Task inputs

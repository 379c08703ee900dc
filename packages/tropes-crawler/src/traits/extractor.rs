//! Extraction collaborator: reads fields out of fetched documents.

use chrono::{DateTime, Utc};

use crate::error::ModelResult;
use crate::types::page::{Document, Page};
use crate::types::work::Work;

/// Reads links, change signals, and works out of documents.
///
/// The crawler never looks inside a `Document` itself; everything it needs
/// from page content comes through this trait.
pub trait Extractor: Send + Sync {
    /// Candidate primary-page links on a listing page, in page order.
    fn listing_links(&self, listing: &Document) -> Vec<String>;

    /// Sub-page links on a work page, in page order.
    fn subpage_links(&self, page: &Document) -> Vec<String>;

    /// When the page says it was last edited, if it says so.
    fn last_updated(&self, page: &Document) -> Option<DateTime<Utc>>;

    /// Assemble a work from a fetched primary page and its sub-pages.
    ///
    /// Unfetched sub-pages contribute no tropes.
    fn extract_work(&self, primary: &Page, subpages: &[Page]) -> ModelResult<Work>;

    /// Origin label given to tropes found on `subpage`.
    fn subpage_origin(&self, subpage: &Page) -> String {
        subpage.namespace().unwrap_or_default().to_string()
    }
}
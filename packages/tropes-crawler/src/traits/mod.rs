//! Collaborator traits.
//!
//! The registry and crawler only talk to the network, the HTML, and the
//! dataset through these interfaces.

pub mod extractor;
pub mod fetcher;
pub mod sink;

Task
Every entry above has to be returned exactly as written.

Exercise result
repository 379c08703ee900dc
filename packages/tropes-crawler/src/traits/extractor.rs
//! Extraction collaborator: reads fields out of fetched documents.

use chrono::{DateTime, Utc};

use crate::error::ModelResult;
use crate::types::page::{Document, Page};
use crate::types::work::Work;

/// Reads links, change signals, and works out of documents.
///
/// The crawler never looks inside a `Document` itself; everything it needs
/// from page content comes through this trait.
pub trait Extractor: Send + Sync {
    /// Candidate primary-page links on a listing page, in page order.
    fn listing_links(&self, listing: &Document) -> Vec<String>;

    /// Sub-page links on a work page, in page order.
    fn subpage_links(&self, page: &Document) -> Vec<String>;

    /// When the page says it was last edited, if it says so.
    fn last_updated(&self, page: &Document) -> Option<DateTime<Utc>>;

    /// Assemble a work from a fetched primary page and its sub-pages.
    ///
    /// Unfetched sub-pages contribute no tropes.
    fn extract_work(&self, primary: &Page, subpages: &[Page]) -> ModelResult<Work>;

    /// Origin label given to tropes found on `subpage`.
    fn subpage_origin(&self, subpage: &Page) -> String {
        subpage.namespace().unwrap_or_default().to_string()
    }
}
filename packages/tropes-crawler/src/traits/mod.rs
//! Collaborator traits.
//!
//! The registry and crawler only talk to the network, the HTML, and the
//! dataset through these interfaces.

pub mod extractor;
pub mod fetcher;
pub mod sink;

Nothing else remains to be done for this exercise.